What the work can involve
Performance flying directors work in rehearsal rooms, theatres, arenas or touring venues where flying effects must match the artistic plan and remain controlled during live performance. The role joins choreography, rigging, actor coaching, operator cues, setup supervision and repeated safety checks.
Skills and specializations
Useful skills include analysing scripts, music and scenography, adapting designs to a venue, developing choreographic integration, coaching staff, attending rehearsals, documenting practice and judging the technical resources needed for a safe flying sequence. The flying effect must still be repeatable under show pressure.
Salary context
Pay context depends on production scale, rehearsal time, touring demands, responsibility for person fly systems and the risk level of moving performers at height near other performers or an audience.
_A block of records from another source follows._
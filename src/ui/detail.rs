//! Detail view
//!
//! Everything the catalog knows about one movie, plus watchlist and
//! resume state from local storage.

use ratatui::{
    prelude::*,
    widgets::{Paragraph, Wrap},
};

use crate::app::DetailState;
use crate::models::{format_clock, format_count, Movie};
use crate::ui::{keybind_line, panel, render_message, Theme};

/// Render the detail view
pub fn render(frame: &mut Frame, area: Rect, detail: &DetailState) {
    let Some(movie) = detail.movie.as_ref() else {
        let block = panel("DETAIL", false);
        let inner = block.inner(area);
        frame.render_widget(block, area);
        match detail.loading.message().filter(|_| detail.loading.is_error()) {
            Some(error) => render_message(frame, inner, error, Theme::error()),
            None => render_message(frame, inner, "⟳ Loading...", Theme::loading()),
        }
        return;
    };

    let block = panel(movie.title.to_uppercase(), true);
    let inner = block.inner(area);
    frame.render_widget(block, area);

    let chunks = Layout::default()
        .direction(Direction::Vertical)
        .constraints([Constraint::Min(1), Constraint::Length(1)])
        .split(inner);

    let paragraph = Paragraph::new(Text::from(info_lines(movie, detail, inner.width)))
        .wrap(Wrap { trim: true });
    frame.render_widget(paragraph, chunks[0]);

    let watch_label = if detail.in_watchlist {
        "Remove from list"
    } else {
        "Add to list"
    };
    let play_label = if detail.resume_at.is_some() {
        "Resume"
    } else {
        "Play"
    };
    frame.render_widget(
        Paragraph::new(keybind_line(&[
            ("p", play_label),
            ("w", watch_label),
            ("ESC", "Back"),
        ])),
        chunks[1],
    );
}

fn info_lines(movie: &Movie, detail: &DetailState, width: u16) -> Vec<Line<'static>> {
    let mut lines = Vec::new();

    let mut title = vec![
        Span::styled("▶ ", Theme::accent()),
        Span::styled(movie.title.clone(), Theme::title()),
        Span::styled(format!(" ({})", movie.release_year), Theme::year()),
    ];
    if detail.in_watchlist {
        title.push(Span::styled("  ✓ In your list", Theme::watchlisted()));
    }
    lines.push(Line::from(title));

    lines.push(Line::from(vec![
        Span::styled(movie.runtime_str(), Theme::duration()),
        Span::styled(" │ ", Theme::dimmed()),
        Span::styled(movie.language.clone(), Theme::text()),
        Span::styled(" │ ", Theme::dimmed()),
        Span::styled(format!("{} views", format_count(movie.view_count)), Theme::views()),
    ]));

    if detail.loading.is_loading() {
        lines.push(Line::from(Span::styled("⟳ refreshing", Theme::loading())));
    } else if let Some(error) = detail.loading.message().filter(|_| detail.loading.is_error()) {
        lines.push(Line::from(Span::styled(
            format!("Could not refresh: {}", error),
            Theme::warning(),
        )));
    }

    if let Some(position) = detail.resume_at {
        lines.push(Line::from(Span::styled(
            format!("Resume from {}", format_clock(position)),
            Theme::success(),
        )));
    }

    lines.push(Line::from(Span::styled(
        "─".repeat(width as usize),
        Theme::dimmed(),
    )));

    lines.push(labelled("Genres", movie.genres.join(", ")));
    lines.push(labelled("Cast", movie.cast.join(", ")));
    lines.push(labelled("Subtitles", movie.subtitles_str()));
    lines.push(Line::from(""));
    lines.push(Line::from(Span::styled("SYNOPSIS", Theme::accent())));
    for line in movie.synopsis.lines() {
        lines.push(Line::from(Span::styled(line.to_string(), Theme::text())));
    }

    lines
}

fn labelled(label: &str, value: String) -> Line<'static> {
    Line::from(vec![
        Span::styled(format!("{}: ", label), Theme::dimmed()),
        Span::styled(value, Theme::text()),
    ])
}
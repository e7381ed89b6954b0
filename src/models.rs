//! Data structures and types for MovieStream
//!
//! Contains all shared models used across the application organized by domain:
//! - **Catalog**: movies and genres as served by the backend `/api`
//! - **Admin**: create/update bodies, dashboard stats, token validation
//! - **Watch state**: history entries kept in the local store

use chrono::{DateTime, NaiveDateTime, Utc};
use regex::Regex;
use serde::{Deserialize, Deserializer, Serialize};
use std::fmt;

/// Language assumed when the backend omits one
pub const DEFAULT_LANGUAGE: &str = "English";

fn default_language() -> String {
    DEFAULT_LANGUAGE.to_string()
}

// =============================================================================
// Catalog Models
// =============================================================================

/// A movie as returned by `/api/movies`
#[derive(Debug, Clone, PartialEq, Serialize, Deserialize)]
#[serde(rename_all = "camelCase")]
pub struct Movie {
    pub id: String,
    pub title: String,
    pub synopsis: String,
    #[serde(default)]
    pub genres: Vec<String>,
    #[serde(default)]
    pub cast: Vec<String>,
    pub release_year: u16,
    /// Runtime in minutes
    pub runtime: u32,
    pub poster_url: String,
    pub video_url: String,
    #[serde(default = "default_language")]
    pub language: String,
    #[serde(default)]
    pub subtitles: Vec<String>,
    #[serde(default)]
    pub view_count: u64,
    #[serde(
        default = "chrono::Utc::now",
        deserialize_with = "deserialize_timestamp"
    )]
    pub created_at: DateTime<Utc>,
}

impl Movie {
    /// Whether the movie is tagged with the given genre display name
    pub fn has_genre(&self, name: &str) -> bool {
        self.genres.iter().any(|g| g == name)
    }

    /// Runtime formatted as "142 min"
    pub fn runtime_str(&self) -> String {
        format!("{} min", self.runtime)
    }

    /// Subtitle labels joined for display, "None" when there are none
    pub fn subtitles_str(&self) -> String {
        if self.subtitles.is_empty() {
            "None".to_string()
        } else {
            self.subtitles.join(", ")
        }
    }

    /// View count with thousands separators
    pub fn views_str(&self) -> String {
        format_count(self.view_count)
    }
}

impl fmt::Display for Movie {
    fn fmt(&self, f: &mut fmt::Formatter<'_>) -> fmt::Result {
        write!(f, "{} ({})", self.title, self.release_year)
    }
}

/// A genre as returned by `/api/genres`
#[derive(Debug, Clone, PartialEq, Eq, Serialize, Deserialize)]
pub struct Genre {
    pub id: String,
    pub name: String,
    pub slug: String,
}

impl fmt::Display for Genre {
    fn fmt(&self, f: &mut fmt::Formatter<'_>) -> fmt::Result {
        write!(f, "{} [{}]", self.name, self.slug)
    }
}

/// Derive a URL-safe slug from a genre name.
///
/// Lowercases, turns whitespace runs into `-`, then drops every character
/// outside `[a-z0-9-]`. Also used to normalize caller-supplied slugs.
pub fn slugify(name: &str) -> String {
    let lowered = name.trim().to_lowercase();
    let dashed = match Regex::new(r"\s+") {
        Ok(re) => re.replace_all(&lowered, "-").into_owned(),
        Err(_) => lowered,
    };
    dashed
        .chars()
        .filter(|c| c.is_ascii_lowercase() || c.is_ascii_digit() || *c == '-')
        .collect()
}

// =============================================================================
// Admin Models
// =============================================================================

/// Body for `POST /api/admin/genres`
#[derive(Debug, Clone, PartialEq, Eq, Serialize, Deserialize)]
pub struct NewGenre {
    pub name: String,
    pub slug: String,
}

impl NewGenre {
    /// Build a genre body, deriving the slug from the name unless overridden.
    /// An override goes through the same normalization.
    pub fn new(name: impl Into<String>, slug_override: Option<&str>) -> Self {
        let name = name.into();
        let slug = match slug_override {
            Some(s) if !s.trim().is_empty() => slugify(s),
            _ => slugify(&name),
        };
        Self { name, slug }
    }
}

/// Body for `POST /api/admin/movies`
#[derive(Debug, Clone, PartialEq, Serialize, Deserialize)]
#[serde(rename_all = "camelCase")]
pub struct MovieFields {
    pub title: String,
    pub synopsis: String,
    pub genres: Vec<String>,
    pub cast: Vec<String>,
    pub release_year: u16,
    pub runtime: u32,
    pub poster_url: String,
    pub video_url: String,
    pub language: String,
    pub subtitles: Vec<String>,
}

impl From<&Movie> for MovieFields {
    fn from(movie: &Movie) -> Self {
        Self {
            title: movie.title.clone(),
            synopsis: movie.synopsis.clone(),
            genres: movie.genres.clone(),
            cast: movie.cast.clone(),
            release_year: movie.release_year,
            runtime: movie.runtime,
            poster_url: movie.poster_url.clone(),
            video_url: movie.video_url.clone(),
            language: movie.language.clone(),
            subtitles: movie.subtitles.clone(),
        }
    }
}

/// Body for `PUT /api/admin/movies/{id}`; unset fields are left untouched
#[derive(Debug, Clone, Default, PartialEq, Serialize, Deserialize)]
#[serde(rename_all = "camelCase")]
pub struct MovieUpdate {
    #[serde(skip_serializing_if = "Option::is_none")]
    pub title: Option<String>,
    #[serde(skip_serializing_if = "Option::is_none")]
    pub synopsis: Option<String>,
    #[serde(skip_serializing_if = "Option::is_none")]
    pub genres: Option<Vec<String>>,
    #[serde(skip_serializing_if = "Option::is_none")]
    pub cast: Option<Vec<String>>,
    #[serde(skip_serializing_if = "Option::is_none")]
    pub release_year: Option<u16>,
    #[serde(skip_serializing_if = "Option::is_none")]
    pub runtime: Option<u32>,
    #[serde(skip_serializing_if = "Option::is_none")]
    pub poster_url: Option<String>,
    #[serde(skip_serializing_if = "Option::is_none")]
    pub video_url: Option<String>,
    #[serde(skip_serializing_if = "Option::is_none")]
    pub language: Option<String>,
    #[serde(skip_serializing_if = "Option::is_none")]
    pub subtitles: Option<Vec<String>>,
}

impl MovieUpdate {
    /// True when no field would be sent
    pub fn is_empty(&self) -> bool {
        self.title.is_none()
            && self.synopsis.is_none()
            && self.genres.is_none()
            && self.cast.is_none()
            && self.release_year.is_none()
            && self.runtime.is_none()
            && self.poster_url.is_none()
            && self.video_url.is_none()
            && self.language.is_none()
            && self.subtitles.is_none()
    }
}

/// Movie summary inside the admin dashboard
#[derive(Debug, Clone, PartialEq, Serialize, Deserialize)]
#[serde(rename_all = "camelCase")]
pub struct TopMovie {
    pub id: String,
    pub title: String,
    #[serde(default)]
    pub view_count: u64,
    #[serde(default)]
    pub poster_url: Option<String>,
}

/// Response of `GET /api/admin/stats`
#[derive(Debug, Clone, PartialEq, Serialize, Deserialize)]
#[serde(rename_all = "camelCase")]
pub struct AdminStats {
    pub total_movies: u64,
    pub total_views: u64,
    pub total_genres: u64,
    #[serde(default)]
    pub top_movies: Vec<TopMovie>,
}

/// Response of `POST /api/admin/validate-token`
#[derive(Debug, Clone, PartialEq, Eq, Serialize, Deserialize)]
pub struct TokenValidation {
    pub valid: bool,
    #[serde(default)]
    pub message: String,
}

// =============================================================================
// Watch State Models
// =============================================================================

/// One entry in the local watch history
#[derive(Debug, Clone, PartialEq, Serialize, Deserialize)]
#[serde(rename_all = "camelCase")]
pub struct HistoryEntry {
    pub movie_id: String,
    pub timestamp: DateTime<Utc>,
}

impl HistoryEntry {
    pub fn new(movie_id: impl Into<String>, timestamp: DateTime<Utc>) -> Self {
        Self {
            movie_id: movie_id.into(),
            timestamp,
        }
    }
}

// =============================================================================
// Helpers
// =============================================================================

/// Parse a backend timestamp. Accepts RFC 3339 and naive ISO-8601 (read as UTC).
pub fn parse_timestamp(raw: &str) -> Option<DateTime<Utc>> {
    if let Ok(dt) = DateTime::parse_from_rfc3339(raw) {
        return Some(dt.with_timezone(&Utc));
    }
    NaiveDateTime::parse_from_str(raw, "%Y-%m-%dT%H:%M:%S%.f")
        .ok()
        .map(|naive| naive.and_utc())
}

fn deserialize_timestamp<'de, D>(deserializer: D) -> Result<DateTime<Utc>, D::Error>
where
    D: Deserializer<'de>,
{
    let raw = String::deserialize(deserializer)?;
    parse_timestamp(&raw)
        .ok_or_else(|| serde::de::Error::custom(format!("invalid timestamp: {}", raw)))
}

/// Split a comma separated list ("A, B ,C") into trimmed, non-empty items
pub fn parse_list(raw: &str) -> Vec<String> {
    raw.split(',')
        .map(|s| s.trim())
        .filter(|s| !s.is_empty())
        .map(String::from)
        .collect()
}

/// Format a count with thousands separators (12450 -> "12,450")
pub fn format_count(n: u64) -> String {
    let digits = n.to_string();
    let mut out = String::with_capacity(digits.len() + digits.len() / 3);
    for (i, c) in digits.chars().enumerate() {
        if i > 0 && (digits.len() - i) % 3 == 0 {
            out.push(',');
        }
        out.push(c);
    }
    out
}

/// Format seconds as HH:MM:SS or MM:SS
pub fn format_clock(seconds: f64) -> String {
    let total = if seconds.is_finite() && seconds > 0.0 {
        seconds as u64
    } else {
        0
    };
    let hours = total / 3600;
    let minutes = (total % 3600) / 60;
    let secs = total % 60;

    if hours > 0 {
        format!("{:02}:{:02}:{:02}", hours, minutes, secs)
    } else {
        format!("{:02}:{:02}", minutes, secs)
    }
}

// =============================================================================
// Unit Tests
// =============================================================================

#[cfg(test)]
mod tests {
    use super::*;

    fn movie_json() -> &'static str {
        r#"{
            "id": "m-1",
            "title": "The Quantum Heist",
            "synopsis": "Scientists steal a quantum computer.",
            "genres": ["Action", "Sci-Fi"],
            "cast": ["Michael Chen"],
            "releaseYear": 2023,
            "runtime": 142,
            "posterUrl": "https://img/poster.jpg",
            "videoUrl": "http://video/heist.mp4",
            "viewCount": 12450,
            "createdAt": "2024-05-01T10:00:00.123456Z"
        }"#
    }

    // -------------------------------------------------------------------------
    // Movie Tests
    // -------------------------------------------------------------------------

    #[test]
    fn test_movie_deserialize_defaults() {
        let movie: Movie = serde_json::from_str(movie_json()).unwrap();
        assert_eq!(movie.release_year, 2023);
        assert_eq!(movie.language, "English");
        assert!(movie.subtitles.is_empty());
        assert_eq!(movie.view_count, 12450);
        assert!(movie.has_genre("Sci-Fi"));
        assert!(!movie.has_genre("Drama"));
    }

    #[test]
    fn test_movie_naive_timestamp() {
        let json = movie_json().replace("2024-05-01T10:00:00.123456Z", "2024-05-01T10:00:00");
        let movie: Movie = serde_json::from_str(&json).unwrap();
        assert_eq!(movie.created_at.to_rfc3339(), "2024-05-01T10:00:00+00:00");
    }

    #[test]
    fn test_movie_display_helpers() {
        let movie: Movie = serde_json::from_str(movie_json()).unwrap();
        assert_eq!(movie.to_string(), "The Quantum Heist (2023)");
        assert_eq!(movie.runtime_str(), "142 min");
        assert_eq!(movie.subtitles_str(), "None");
        assert_eq!(movie.views_str(), "12,450");
    }

    #[test]
    fn test_movie_serializes_camel_case() {
        let movie: Movie = serde_json::from_str(movie_json()).unwrap();
        let value = serde_json::to_value(&movie).unwrap();
        assert!(value.get("releaseYear").is_some());
        assert!(value.get("viewCount").is_some());
        assert!(value.get("release_year").is_none());
    }

    // -------------------------------------------------------------------------
    // Slug Tests
    // -------------------------------------------------------------------------

    #[test]
    fn test_slugify() {
        assert_eq!(slugify("Action"), "action");
        assert_eq!(slugify("Sci-Fi"), "sci-fi");
        assert_eq!(slugify("Film   Noir"), "film-noir");
        assert_eq!(slugify("Rom/Com!"), "romcom");
        assert_eq!(slugify("Café Society"), "caf-society");
        assert_eq!(slugify("Weird ~ Name 2"), "weird--name-2");
    }

    #[test]
    fn test_new_genre_slug_override() {
        assert_eq!(NewGenre::new("Science Fiction", None).slug, "science-fiction");
        assert_eq!(NewGenre::new("Science Fiction", Some("SciFi")).slug, "scifi");
        assert_eq!(NewGenre::new("Horror", Some("  ")).slug, "horror");
    }

    // -------------------------------------------------------------------------
    // Admin Body Tests
    // -------------------------------------------------------------------------

    #[test]
    fn test_movie_update_skips_unset_fields() {
        let update = MovieUpdate {
            title: Some("New".into()),
            runtime: Some(90),
            ..Default::default()
        };
        let json = serde_json::to_string(&update).unwrap();
        assert_eq!(json, r#"{"title":"New","runtime":90}"#);
        assert!(!update.is_empty());
        assert!(MovieUpdate::default().is_empty());
    }

    #[test]
    fn test_admin_stats_parse() {
        let stats: AdminStats = serde_json::from_str(
            r#"{"totalMovies":30,"totalViews":120000,"totalGenres":10,
                "topMovies":[{"id":"a","title":"A","viewCount":9000,"posterUrl":"x"}]}"#,
        )
        .unwrap();
        assert_eq!(stats.total_movies, 30);
        assert_eq!(stats.top_movies[0].view_count, 9000);
    }

    // -------------------------------------------------------------------------
    // Helper Tests
    // -------------------------------------------------------------------------

    #[test]
    fn test_history_entry_wire_format() {
        let entry = HistoryEntry::new("m-1", parse_timestamp("2024-01-02T03:04:05.000Z").unwrap());
        let value = serde_json::to_value(&entry).unwrap();
        assert_eq!(value["movieId"], "m-1");
        assert!(value["timestamp"].as_str().unwrap().starts_with("2024-01-02T03:04:05"));
    }

    #[test]
    fn test_parse_list() {
        assert_eq!(parse_list("A, B ,C"), vec!["A", "B", "C"]);
        assert_eq!(parse_list(" , "), Vec::<String>::new());
    }

    #[test]
    fn test_format_count() {
        assert_eq!(format_count(0), "0");
        assert_eq!(format_count(999), "999");
        assert_eq!(format_count(1000), "1,000");
        assert_eq!(format_count(1234567), "1,234,567");
    }

    #[test]
    fn test_format_clock() {
        assert_eq!(format_clock(0.0), "00:00");
        assert_eq!(format_clock(65.9), "01:05");
        assert_eq!(format_clock(3725.0), "01:02:05");
        assert_eq!(format_clock(f64::NAN), "00:00");
    }
}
A design-only brief differs from a role that also operates or supervises the system live.
Career paths
People may arrive from stage technical work, circus rigging, choreography, stunt coordination, theatre production or specialist flying-effects practice. Development can lead toward head of flying, technical direction, movement direction for complex shows, touring supervision or safety-focused production consulting.
Good to know
Check whether the advert asks for design, rehearsal coaching, rig setup, live operation or all of these. It should name the flying system, venue type, performer training, safety checks, cueing responsibility and who has authority to stop an unsafe effect.